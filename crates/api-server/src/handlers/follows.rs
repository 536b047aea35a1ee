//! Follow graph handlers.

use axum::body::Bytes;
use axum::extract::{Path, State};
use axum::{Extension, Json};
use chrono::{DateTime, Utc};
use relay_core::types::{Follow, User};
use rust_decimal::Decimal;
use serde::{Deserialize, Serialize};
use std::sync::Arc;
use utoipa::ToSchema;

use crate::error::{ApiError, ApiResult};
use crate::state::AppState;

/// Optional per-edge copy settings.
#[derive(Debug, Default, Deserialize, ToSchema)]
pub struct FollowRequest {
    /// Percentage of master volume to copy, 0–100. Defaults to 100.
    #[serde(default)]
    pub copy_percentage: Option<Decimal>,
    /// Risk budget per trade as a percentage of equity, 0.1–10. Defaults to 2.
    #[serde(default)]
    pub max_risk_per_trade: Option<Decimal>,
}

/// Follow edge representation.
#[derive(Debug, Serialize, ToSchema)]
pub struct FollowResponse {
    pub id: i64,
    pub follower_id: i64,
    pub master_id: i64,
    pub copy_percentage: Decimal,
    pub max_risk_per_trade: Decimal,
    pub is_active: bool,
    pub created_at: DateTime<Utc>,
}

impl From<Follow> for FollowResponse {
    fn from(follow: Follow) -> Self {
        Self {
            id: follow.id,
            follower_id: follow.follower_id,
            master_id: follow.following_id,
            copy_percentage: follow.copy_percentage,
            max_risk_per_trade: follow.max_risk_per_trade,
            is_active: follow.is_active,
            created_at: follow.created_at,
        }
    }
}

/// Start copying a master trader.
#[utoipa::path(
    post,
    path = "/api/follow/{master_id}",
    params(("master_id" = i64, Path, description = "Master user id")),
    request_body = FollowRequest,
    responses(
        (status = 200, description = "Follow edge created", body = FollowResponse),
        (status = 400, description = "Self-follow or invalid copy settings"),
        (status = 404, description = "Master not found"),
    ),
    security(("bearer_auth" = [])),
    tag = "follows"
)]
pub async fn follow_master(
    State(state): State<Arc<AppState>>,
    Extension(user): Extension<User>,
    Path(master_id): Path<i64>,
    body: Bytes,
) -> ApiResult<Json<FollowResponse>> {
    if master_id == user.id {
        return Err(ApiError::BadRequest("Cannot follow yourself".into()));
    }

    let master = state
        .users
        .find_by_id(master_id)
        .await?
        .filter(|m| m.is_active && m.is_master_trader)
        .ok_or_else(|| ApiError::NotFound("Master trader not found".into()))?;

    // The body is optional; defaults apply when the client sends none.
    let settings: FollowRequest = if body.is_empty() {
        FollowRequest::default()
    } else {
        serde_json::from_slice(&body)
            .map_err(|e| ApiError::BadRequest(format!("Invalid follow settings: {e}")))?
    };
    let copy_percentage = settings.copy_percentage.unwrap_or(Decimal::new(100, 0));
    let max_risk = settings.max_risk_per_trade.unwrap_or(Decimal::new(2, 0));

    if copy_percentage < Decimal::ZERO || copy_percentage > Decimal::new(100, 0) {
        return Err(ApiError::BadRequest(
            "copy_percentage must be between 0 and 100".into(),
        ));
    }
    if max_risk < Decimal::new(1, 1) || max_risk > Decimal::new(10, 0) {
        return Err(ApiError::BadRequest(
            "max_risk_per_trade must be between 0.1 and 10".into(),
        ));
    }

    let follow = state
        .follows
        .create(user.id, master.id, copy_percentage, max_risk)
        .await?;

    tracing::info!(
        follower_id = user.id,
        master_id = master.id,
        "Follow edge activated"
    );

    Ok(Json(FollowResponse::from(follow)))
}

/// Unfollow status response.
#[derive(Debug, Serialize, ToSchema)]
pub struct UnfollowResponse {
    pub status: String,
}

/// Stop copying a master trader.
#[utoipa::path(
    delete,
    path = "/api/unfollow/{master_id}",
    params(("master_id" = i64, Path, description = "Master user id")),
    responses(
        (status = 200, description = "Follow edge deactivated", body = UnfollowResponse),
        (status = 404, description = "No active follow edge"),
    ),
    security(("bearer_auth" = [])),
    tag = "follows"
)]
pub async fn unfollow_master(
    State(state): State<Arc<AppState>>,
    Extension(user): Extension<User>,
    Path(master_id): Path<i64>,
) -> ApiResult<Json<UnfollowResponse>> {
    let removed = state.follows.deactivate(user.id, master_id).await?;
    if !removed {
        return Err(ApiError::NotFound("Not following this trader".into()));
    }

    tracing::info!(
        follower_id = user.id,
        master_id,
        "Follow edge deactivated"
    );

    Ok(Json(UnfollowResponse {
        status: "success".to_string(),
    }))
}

TASK GOAL: For every line above that includes the word "await", return the line.

EXERCISE ANSWER:
        .await?
        .await?;
    let removed = state.follows.deactivate(user.id, master_id).await?;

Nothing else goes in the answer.